Bloch, un génie suisse
Les primes lueurs du XXe siècle ont révélé des œuvres aux couleurs insoupçonnées, jeudi soir au Festival Cully Classique. Investi par des inspirations toutes helvétiques, le programme proposait en particulier le Quintette pour cordes et piano d'Ernest Bloch (1880-1959), compositeur suisse dont on commence aujourd'hui seulement à mesurer la force et l'originalité.
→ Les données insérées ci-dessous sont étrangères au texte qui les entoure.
//! # Report Module
//!
//! This module records what happened to each processed file, tallies the
//! outcomes into a summary, and can write both out as a JSON report.

use std::fs;
use std::path::{Path, PathBuf};
use std::time::Duration;

use anyhow::{Context, Result};
use chrono::Local;
use serde::Serialize;

/// Change applied (or, in check mode, required) to a file.
#[derive(Debug, Clone, Copy, PartialEq, Eq)]
pub enum FileAction {
  /// The file already carried the current notice, or was empty
  Unchanged,
  /// The copyright year range was refreshed
  Updated,
  /// The header was inserted
  Created,
}

/// Outcome of processing a single file.
#[derive(Debug, Clone, PartialEq, Eq)]
pub enum FileOutcome {
  Unchanged,
  Updated,
  Created,
  /// The file could not be read or written; holds the reason
  Error(String),
}

impl FileOutcome {
  /// Short lowercase label used in progress lines and reports.
  pub const fn label(&self) -> &'static str {
    match self {
      Self::Unchanged => "unchanged",
      Self::Updated => "updated",
      Self::Created => "created",
      Self::Error(_) => "error",
    }
  }

  /// Whether the file was (or would be) modified.
  pub const fn is_change(&self) -> bool {
    matches!(self, Self::Updated | Self::Created)
  }
}

impl From<FileAction> for FileOutcome {
  fn from(action: FileAction) -> Self {
    match action {
      FileAction::Unchanged => Self::Unchanged,
      FileAction::Updated => Self::Updated,
      FileAction::Created => Self::Created,
    }
  }
}

/// Information about a processed file for reporting
#[derive(Debug, Clone, PartialEq, Eq)]
pub struct FileReport {
  /// Path to the file
  pub path: PathBuf,
  /// What happened to it
  pub outcome: FileOutcome,
}

/// Summary of the processing results
#[derive(Debug, Clone, Default, Serialize)]
pub struct ProcessingSummary {
  /// Files that already had the current notice (or were empty)
  pub unchanged: usize,
  /// Files whose year range was refreshed
  pub updated: usize,
  /// Files that received a header
  pub created: usize,
  /// Files that failed to read or write
  pub errors: usize,
  /// Files skipped because their name is excluded
  pub excluded: usize,
  /// Total processing time
  #[serde(skip_serializing)]
  pub processing_time: Duration,
  /// Processing time in seconds for serialization
  #[serde(rename = "processing_time_seconds")]
  pub processing_time_secs: f64,
}

impl ProcessingSummary {
  /// Create a ProcessingSummary from a collection of FileReports
  pub fn from_reports(files: &[FileReport], excluded: usize, processing_time: Duration) -> Self {
    let mut summary = Self {
      excluded,
      processing_time,
      processing_time_secs: processing_time.as_secs_f64(),
      ..Self::default()
    };

    for file in files {
      match file.outcome {
        FileOutcome::Unchanged => summary.unchanged += 1,
        FileOutcome::Updated => summary.updated += 1,
        FileOutcome::Created => summary.created += 1,
        FileOutcome::Error(_) => summary.errors += 1,
      }
    }

    summary
  }

  /// Number of files that were (or would be) modified.
  pub const fn changed(&self) -> usize {
    self.updated + self.created
  }
}

/// Writes the per-file outcomes and the summary as pretty-printed JSON.
pub fn write_json_report(output_path: &Path, files: &[FileReport], summary: &ProcessingSummary) -> Result<()> {
  let content = generate_json(files, summary)?;
  fs::write(output_path, content).with_context(|| format!("Failed to write report to {}", output_path.display()))
}

fn generate_json(files: &[FileReport], summary: &ProcessingSummary) -> Result<String> {
  use serde_json::{Map, Value, json, to_string_pretty};

  let files_array: Vec<Value> = files
    .iter()
    .map(|file| {
      let mut file_map = Map::new();
      file_map.insert(
        "path".to_string(),
        Value::String(file.path.to_string_lossy().to_string()),
      );
      file_map.insert("status".to_string(), Value::String(file.outcome.label().to_string()));
      if let FileOutcome::Error(reason) = &file.outcome {
        file_map.insert("error".to_string(), Value::String(reason.clone()));
      }
      Value::Object(file_map)
    })
    .collect();

  let report = json!({
      "generated_at": Local::now().to_rfc3339(),
      "summary": serde_json::to_value(summary)?,
      "files": files_array
  });

  Ok(to_string_pretty(&report)?)
}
Entrelacée et fondue, l'écriture de Bloch charrie l'écume de fleuves nocturnes, et leurs courants post-romantiques sont gagnés ici et là par des effets de timbres surprenants, comme cette utilisation du quart de ton, qui teinte l'ensemble d'accents expressionnistes. Cédric Pescia et le Quatuor Terpsycordes y font merveille, magnifiquement galvanisés. Tandis que le piano se languit dans une incertitude de trémolos, les archets, chauffés à blanc, fendent ces brumes nostalgiques et amorcent les premiers déchaînements. L'ampleur rappelle Rachmaninov, avec les couleurs harmoniques d'un Richard Strauss. Après l'ostinato cardiaque du deuxième mouvement, l'«Allegro energico» conclusif laisse le champ libre à un Cédric Pescia survolté, tandis qu'en surplomb l'essaim des cordes menace. La sérénité de la coda, longue et tranquille, ne sera pas superflue pour calmer les souffles embrasés.